Saved data entries

● ● ● ●

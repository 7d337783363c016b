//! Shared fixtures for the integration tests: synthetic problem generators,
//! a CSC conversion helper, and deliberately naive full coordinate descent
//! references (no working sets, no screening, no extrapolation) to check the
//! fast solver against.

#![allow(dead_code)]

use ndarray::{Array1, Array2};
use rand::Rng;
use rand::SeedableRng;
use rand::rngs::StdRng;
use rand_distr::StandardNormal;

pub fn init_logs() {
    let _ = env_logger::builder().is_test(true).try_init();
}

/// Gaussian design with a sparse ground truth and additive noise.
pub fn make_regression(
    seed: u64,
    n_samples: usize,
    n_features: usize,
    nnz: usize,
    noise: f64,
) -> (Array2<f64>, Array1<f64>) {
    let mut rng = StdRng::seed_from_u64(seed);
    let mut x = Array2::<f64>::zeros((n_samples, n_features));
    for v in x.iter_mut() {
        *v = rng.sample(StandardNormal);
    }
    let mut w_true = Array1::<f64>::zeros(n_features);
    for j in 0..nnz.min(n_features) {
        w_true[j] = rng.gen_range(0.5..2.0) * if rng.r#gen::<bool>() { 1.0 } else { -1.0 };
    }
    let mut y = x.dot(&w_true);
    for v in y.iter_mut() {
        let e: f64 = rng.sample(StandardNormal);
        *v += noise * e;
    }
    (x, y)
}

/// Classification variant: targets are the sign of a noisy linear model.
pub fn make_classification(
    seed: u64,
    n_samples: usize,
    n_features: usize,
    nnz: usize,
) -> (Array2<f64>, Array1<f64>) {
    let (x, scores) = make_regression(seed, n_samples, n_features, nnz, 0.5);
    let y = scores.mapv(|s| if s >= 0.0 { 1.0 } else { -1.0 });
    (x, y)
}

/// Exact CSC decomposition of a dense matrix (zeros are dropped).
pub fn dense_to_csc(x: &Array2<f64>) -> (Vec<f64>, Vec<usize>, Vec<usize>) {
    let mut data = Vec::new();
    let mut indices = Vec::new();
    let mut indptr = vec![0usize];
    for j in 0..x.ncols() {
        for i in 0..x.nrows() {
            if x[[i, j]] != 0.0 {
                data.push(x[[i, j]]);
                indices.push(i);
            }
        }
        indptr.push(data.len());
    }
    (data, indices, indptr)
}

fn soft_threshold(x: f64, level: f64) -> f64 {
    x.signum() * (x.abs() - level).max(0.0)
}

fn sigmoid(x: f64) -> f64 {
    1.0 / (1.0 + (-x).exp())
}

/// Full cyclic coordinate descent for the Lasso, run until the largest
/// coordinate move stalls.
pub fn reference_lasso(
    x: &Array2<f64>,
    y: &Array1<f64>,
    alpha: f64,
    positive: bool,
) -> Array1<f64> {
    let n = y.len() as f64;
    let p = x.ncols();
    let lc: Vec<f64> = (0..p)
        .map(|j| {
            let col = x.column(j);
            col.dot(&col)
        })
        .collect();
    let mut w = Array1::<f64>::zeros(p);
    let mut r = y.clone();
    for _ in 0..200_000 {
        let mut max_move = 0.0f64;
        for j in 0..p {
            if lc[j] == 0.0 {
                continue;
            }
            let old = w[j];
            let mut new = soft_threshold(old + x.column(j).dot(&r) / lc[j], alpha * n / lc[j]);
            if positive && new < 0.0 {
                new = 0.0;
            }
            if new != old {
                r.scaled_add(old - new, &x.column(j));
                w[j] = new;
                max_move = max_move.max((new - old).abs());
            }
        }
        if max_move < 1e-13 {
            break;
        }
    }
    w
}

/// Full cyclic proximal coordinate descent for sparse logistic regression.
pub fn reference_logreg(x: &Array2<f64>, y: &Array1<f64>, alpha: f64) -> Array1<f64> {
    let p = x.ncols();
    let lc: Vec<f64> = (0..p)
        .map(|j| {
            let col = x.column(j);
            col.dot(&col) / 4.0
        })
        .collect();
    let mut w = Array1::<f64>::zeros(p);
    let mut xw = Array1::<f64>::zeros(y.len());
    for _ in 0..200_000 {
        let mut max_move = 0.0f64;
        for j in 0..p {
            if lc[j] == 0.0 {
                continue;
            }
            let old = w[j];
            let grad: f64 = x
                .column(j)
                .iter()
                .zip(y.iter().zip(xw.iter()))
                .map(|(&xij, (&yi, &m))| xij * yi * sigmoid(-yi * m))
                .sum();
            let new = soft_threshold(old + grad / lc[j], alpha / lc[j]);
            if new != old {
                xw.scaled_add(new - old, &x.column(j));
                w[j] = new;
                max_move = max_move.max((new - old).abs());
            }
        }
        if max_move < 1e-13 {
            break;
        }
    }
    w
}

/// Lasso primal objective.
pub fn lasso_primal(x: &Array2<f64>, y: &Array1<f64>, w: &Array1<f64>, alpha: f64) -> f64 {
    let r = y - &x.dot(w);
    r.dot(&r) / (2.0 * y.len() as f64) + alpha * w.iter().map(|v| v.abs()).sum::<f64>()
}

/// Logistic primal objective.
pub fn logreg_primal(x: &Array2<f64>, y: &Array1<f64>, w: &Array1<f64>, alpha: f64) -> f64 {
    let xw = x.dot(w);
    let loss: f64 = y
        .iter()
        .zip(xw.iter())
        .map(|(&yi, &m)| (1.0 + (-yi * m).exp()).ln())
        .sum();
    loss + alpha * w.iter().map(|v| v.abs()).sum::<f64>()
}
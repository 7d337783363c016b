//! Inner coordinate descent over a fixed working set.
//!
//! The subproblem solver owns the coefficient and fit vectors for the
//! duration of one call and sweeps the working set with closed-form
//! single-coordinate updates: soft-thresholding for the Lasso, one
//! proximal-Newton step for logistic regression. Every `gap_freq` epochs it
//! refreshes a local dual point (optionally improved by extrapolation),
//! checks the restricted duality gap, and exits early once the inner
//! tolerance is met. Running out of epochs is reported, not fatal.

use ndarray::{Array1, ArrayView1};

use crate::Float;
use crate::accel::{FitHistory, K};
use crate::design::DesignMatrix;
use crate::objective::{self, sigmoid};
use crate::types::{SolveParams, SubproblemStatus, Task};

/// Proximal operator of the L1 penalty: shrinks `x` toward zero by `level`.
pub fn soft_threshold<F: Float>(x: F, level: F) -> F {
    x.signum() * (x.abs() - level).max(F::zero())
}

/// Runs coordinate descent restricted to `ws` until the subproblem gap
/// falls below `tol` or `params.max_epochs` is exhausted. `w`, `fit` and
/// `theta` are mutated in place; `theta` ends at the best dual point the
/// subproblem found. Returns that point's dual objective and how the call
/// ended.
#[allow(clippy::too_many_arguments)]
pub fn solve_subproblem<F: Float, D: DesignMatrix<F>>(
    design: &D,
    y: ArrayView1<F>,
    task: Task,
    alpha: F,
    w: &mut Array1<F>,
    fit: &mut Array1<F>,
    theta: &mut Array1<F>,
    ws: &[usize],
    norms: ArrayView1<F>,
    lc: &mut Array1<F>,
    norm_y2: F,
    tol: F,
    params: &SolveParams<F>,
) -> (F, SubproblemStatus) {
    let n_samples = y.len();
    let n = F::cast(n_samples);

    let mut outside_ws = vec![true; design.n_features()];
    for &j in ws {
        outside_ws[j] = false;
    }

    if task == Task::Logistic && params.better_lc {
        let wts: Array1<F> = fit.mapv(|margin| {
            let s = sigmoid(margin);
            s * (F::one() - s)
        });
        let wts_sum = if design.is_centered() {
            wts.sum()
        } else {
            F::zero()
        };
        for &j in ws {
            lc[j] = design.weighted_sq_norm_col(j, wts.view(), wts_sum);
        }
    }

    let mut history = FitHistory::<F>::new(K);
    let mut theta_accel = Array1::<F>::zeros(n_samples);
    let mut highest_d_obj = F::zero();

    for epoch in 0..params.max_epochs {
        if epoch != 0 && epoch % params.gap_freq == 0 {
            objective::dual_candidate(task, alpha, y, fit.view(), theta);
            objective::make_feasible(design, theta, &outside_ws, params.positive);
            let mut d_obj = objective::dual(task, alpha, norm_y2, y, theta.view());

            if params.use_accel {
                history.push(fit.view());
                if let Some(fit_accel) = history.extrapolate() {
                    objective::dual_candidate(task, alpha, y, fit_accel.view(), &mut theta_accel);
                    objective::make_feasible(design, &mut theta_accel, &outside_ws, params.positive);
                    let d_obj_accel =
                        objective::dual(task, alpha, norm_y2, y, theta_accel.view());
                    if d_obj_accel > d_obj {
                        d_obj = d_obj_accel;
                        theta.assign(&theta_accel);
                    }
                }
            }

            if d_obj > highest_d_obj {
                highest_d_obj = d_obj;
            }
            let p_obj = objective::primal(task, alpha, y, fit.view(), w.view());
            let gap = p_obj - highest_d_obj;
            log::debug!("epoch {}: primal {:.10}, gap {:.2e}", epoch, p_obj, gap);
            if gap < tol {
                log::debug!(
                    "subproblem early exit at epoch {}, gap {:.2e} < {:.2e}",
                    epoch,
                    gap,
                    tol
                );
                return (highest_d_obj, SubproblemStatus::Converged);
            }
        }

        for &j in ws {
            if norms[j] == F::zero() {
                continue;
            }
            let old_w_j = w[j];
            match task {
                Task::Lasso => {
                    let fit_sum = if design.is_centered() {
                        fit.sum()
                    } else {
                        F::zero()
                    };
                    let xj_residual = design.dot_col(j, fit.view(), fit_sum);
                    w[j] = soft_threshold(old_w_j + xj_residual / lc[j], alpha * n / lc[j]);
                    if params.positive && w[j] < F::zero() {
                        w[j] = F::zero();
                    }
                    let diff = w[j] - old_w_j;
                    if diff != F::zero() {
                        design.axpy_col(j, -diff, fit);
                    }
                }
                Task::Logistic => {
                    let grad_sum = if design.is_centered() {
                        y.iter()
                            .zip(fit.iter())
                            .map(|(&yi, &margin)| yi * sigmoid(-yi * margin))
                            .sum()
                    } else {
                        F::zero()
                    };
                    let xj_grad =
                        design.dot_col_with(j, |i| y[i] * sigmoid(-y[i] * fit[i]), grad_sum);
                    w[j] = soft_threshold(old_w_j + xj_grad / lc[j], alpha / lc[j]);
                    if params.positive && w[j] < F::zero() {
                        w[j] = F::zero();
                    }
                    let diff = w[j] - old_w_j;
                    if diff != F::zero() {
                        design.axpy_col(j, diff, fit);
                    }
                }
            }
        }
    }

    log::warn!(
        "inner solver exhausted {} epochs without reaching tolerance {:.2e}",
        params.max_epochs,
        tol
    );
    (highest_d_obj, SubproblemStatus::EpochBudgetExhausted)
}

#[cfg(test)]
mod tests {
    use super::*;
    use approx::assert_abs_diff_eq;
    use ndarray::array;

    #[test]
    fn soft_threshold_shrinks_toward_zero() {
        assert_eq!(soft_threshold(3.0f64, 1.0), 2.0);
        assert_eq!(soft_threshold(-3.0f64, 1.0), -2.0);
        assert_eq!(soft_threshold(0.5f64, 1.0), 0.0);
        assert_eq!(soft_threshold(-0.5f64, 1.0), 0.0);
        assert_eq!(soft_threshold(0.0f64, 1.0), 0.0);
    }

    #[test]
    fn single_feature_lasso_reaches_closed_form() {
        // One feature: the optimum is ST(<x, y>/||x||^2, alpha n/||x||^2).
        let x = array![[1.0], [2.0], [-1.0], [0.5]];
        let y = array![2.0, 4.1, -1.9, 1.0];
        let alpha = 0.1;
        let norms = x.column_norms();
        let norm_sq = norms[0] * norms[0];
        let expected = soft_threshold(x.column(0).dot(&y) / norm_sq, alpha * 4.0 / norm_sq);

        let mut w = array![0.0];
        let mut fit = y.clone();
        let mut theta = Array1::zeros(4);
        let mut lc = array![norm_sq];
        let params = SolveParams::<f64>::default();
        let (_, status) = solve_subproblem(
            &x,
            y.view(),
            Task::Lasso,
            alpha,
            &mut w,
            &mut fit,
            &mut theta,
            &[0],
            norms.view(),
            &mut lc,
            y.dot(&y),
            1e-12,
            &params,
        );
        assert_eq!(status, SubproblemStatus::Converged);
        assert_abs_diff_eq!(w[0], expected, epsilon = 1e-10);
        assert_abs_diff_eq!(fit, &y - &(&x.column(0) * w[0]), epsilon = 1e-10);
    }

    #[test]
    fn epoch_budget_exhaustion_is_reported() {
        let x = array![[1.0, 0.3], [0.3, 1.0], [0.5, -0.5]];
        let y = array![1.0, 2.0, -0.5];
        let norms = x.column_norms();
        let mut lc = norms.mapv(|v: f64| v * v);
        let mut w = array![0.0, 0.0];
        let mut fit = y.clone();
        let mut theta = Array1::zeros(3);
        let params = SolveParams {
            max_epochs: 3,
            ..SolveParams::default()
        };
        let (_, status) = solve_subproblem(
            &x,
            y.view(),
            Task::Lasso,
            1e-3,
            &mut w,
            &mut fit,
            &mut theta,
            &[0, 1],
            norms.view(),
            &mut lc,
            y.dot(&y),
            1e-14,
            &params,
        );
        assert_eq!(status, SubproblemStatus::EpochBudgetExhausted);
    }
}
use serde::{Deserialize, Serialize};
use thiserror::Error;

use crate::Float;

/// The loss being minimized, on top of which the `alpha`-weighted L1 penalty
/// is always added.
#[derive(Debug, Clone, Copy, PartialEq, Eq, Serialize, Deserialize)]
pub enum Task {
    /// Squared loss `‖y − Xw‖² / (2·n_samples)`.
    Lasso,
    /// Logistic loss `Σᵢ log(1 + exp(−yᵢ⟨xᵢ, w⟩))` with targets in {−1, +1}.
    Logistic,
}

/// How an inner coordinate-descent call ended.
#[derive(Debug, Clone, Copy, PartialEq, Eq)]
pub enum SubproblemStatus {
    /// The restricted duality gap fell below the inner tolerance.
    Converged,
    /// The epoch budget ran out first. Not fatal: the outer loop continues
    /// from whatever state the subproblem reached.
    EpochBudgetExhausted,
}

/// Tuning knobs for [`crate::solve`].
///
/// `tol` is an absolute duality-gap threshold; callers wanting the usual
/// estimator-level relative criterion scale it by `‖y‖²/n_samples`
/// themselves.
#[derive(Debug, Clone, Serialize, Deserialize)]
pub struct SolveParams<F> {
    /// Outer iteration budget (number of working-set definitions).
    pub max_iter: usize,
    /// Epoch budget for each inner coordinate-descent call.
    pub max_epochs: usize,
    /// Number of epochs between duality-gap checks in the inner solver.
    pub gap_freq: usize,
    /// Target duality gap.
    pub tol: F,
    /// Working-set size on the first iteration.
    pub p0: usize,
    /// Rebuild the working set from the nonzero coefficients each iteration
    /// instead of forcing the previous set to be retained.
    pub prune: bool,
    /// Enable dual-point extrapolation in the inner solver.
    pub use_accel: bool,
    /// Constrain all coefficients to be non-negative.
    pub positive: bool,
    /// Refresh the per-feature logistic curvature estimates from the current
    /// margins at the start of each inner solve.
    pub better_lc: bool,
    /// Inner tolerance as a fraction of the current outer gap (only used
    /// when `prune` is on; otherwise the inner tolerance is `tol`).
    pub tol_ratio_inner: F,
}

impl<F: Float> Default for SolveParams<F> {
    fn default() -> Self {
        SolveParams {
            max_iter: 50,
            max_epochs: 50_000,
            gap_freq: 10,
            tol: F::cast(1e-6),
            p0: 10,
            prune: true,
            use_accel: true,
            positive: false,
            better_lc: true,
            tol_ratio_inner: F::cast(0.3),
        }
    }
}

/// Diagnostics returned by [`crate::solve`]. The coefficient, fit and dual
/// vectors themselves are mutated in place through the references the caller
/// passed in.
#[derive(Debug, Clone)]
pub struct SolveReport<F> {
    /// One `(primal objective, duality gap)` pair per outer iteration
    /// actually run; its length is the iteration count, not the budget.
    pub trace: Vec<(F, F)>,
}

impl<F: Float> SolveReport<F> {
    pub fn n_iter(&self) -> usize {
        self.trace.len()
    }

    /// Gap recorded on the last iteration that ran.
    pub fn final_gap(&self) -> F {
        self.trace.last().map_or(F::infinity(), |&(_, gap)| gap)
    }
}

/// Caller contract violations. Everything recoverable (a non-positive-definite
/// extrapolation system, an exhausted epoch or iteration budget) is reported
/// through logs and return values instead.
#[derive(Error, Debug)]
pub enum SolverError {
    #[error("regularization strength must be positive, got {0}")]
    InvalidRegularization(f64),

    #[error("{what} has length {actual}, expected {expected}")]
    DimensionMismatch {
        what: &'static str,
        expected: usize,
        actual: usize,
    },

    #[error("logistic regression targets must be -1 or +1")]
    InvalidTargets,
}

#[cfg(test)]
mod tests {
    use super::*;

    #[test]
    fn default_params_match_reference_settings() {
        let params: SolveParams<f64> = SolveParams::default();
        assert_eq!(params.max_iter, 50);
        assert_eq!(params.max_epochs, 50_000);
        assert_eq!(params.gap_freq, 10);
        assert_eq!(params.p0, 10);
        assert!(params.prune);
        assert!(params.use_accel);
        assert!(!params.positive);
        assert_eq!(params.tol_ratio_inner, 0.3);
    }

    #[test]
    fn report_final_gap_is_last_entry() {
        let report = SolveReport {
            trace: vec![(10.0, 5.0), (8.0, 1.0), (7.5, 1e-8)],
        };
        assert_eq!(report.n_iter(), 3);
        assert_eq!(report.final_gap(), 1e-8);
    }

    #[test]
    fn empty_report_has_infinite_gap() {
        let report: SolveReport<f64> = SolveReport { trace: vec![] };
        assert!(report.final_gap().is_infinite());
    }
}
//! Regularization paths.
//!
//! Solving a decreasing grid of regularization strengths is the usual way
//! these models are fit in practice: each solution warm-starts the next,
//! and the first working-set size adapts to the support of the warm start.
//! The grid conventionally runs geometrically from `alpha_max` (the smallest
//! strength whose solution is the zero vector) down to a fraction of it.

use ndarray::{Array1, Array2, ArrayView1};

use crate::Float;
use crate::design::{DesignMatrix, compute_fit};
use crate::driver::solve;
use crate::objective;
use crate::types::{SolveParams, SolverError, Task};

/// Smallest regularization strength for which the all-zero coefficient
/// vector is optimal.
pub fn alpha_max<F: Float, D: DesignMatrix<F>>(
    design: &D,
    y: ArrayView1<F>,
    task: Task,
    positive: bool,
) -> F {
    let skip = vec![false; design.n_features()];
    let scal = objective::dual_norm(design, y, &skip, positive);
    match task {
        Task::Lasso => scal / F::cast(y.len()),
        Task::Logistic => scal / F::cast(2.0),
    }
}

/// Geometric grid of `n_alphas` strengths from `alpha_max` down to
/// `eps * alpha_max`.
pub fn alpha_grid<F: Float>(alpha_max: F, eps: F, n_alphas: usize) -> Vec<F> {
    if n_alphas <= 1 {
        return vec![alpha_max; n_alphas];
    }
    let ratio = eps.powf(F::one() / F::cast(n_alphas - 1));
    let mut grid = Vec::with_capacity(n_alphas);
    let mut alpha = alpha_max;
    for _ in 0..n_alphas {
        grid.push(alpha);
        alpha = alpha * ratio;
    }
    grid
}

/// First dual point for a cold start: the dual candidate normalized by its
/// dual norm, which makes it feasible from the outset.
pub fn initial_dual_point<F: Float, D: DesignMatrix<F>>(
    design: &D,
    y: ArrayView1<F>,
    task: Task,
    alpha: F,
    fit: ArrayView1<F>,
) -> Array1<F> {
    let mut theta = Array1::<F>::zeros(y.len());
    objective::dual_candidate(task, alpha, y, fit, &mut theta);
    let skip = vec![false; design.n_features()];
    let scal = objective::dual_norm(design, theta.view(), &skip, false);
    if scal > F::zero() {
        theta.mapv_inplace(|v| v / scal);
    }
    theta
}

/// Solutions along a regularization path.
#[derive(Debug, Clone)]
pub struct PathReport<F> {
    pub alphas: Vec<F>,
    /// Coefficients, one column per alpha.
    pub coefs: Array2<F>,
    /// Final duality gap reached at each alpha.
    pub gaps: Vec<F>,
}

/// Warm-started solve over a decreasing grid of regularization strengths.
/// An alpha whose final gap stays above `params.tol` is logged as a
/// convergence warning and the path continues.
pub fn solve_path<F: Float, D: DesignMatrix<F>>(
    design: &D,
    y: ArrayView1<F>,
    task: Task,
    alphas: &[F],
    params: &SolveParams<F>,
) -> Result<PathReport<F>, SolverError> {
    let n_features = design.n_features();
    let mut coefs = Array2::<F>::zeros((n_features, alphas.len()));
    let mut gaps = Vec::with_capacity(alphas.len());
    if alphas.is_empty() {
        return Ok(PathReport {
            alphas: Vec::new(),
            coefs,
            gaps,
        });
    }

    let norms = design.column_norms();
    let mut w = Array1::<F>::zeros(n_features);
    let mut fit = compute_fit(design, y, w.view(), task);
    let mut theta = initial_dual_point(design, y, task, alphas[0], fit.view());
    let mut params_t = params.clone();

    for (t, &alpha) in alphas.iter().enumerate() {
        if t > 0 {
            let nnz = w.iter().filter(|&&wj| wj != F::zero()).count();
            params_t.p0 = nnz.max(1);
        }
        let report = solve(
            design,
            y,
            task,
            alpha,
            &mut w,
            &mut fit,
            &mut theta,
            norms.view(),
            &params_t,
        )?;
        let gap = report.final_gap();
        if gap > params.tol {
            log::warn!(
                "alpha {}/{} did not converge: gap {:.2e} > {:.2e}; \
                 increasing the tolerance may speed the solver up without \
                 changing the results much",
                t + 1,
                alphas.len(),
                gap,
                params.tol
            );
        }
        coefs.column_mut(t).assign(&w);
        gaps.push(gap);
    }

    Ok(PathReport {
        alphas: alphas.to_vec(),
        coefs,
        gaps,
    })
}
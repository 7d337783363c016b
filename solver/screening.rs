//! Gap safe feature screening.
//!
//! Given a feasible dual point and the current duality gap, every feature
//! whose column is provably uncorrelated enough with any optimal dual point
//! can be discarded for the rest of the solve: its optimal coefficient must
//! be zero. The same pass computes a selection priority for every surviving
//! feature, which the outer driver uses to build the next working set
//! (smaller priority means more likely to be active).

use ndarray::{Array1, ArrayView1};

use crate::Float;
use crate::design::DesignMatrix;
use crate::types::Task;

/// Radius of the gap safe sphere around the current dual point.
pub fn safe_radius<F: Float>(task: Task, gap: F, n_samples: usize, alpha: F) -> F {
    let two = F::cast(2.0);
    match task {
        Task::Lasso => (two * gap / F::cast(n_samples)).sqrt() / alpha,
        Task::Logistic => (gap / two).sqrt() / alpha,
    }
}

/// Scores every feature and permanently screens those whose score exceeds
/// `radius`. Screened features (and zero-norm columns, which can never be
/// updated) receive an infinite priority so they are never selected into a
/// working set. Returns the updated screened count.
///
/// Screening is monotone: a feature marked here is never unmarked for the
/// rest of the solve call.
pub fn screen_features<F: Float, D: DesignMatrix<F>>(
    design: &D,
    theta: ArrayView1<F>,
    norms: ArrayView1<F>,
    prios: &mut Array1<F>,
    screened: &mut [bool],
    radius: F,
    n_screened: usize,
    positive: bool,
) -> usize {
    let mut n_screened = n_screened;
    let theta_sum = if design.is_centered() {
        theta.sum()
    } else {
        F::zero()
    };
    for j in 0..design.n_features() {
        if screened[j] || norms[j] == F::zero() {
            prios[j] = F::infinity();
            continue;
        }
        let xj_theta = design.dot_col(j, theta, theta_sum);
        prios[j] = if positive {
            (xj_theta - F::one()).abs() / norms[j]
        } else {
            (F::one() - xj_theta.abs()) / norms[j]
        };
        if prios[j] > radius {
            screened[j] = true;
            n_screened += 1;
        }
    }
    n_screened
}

● ● ● ●

=== Task item ===
Start at the first line of the entries above. Set down each line exactly through the one with "use rand::rngs::StdRng;", and stop there.

=== Response box ===
repository 7d337783363c016b
//! Shared fixtures for the integration tests: synthetic problem generators,
//! a CSC conversion helper, and deliberately naive full coordinate descent
//! references (no working sets, no screening, no extrapolation) to check the
//! fast solver against.

#![allow(dead_code)]

use ndarray::{Array1, Array2};
use rand::Rng;
use rand::SeedableRng;
use rand::rngs::StdRng;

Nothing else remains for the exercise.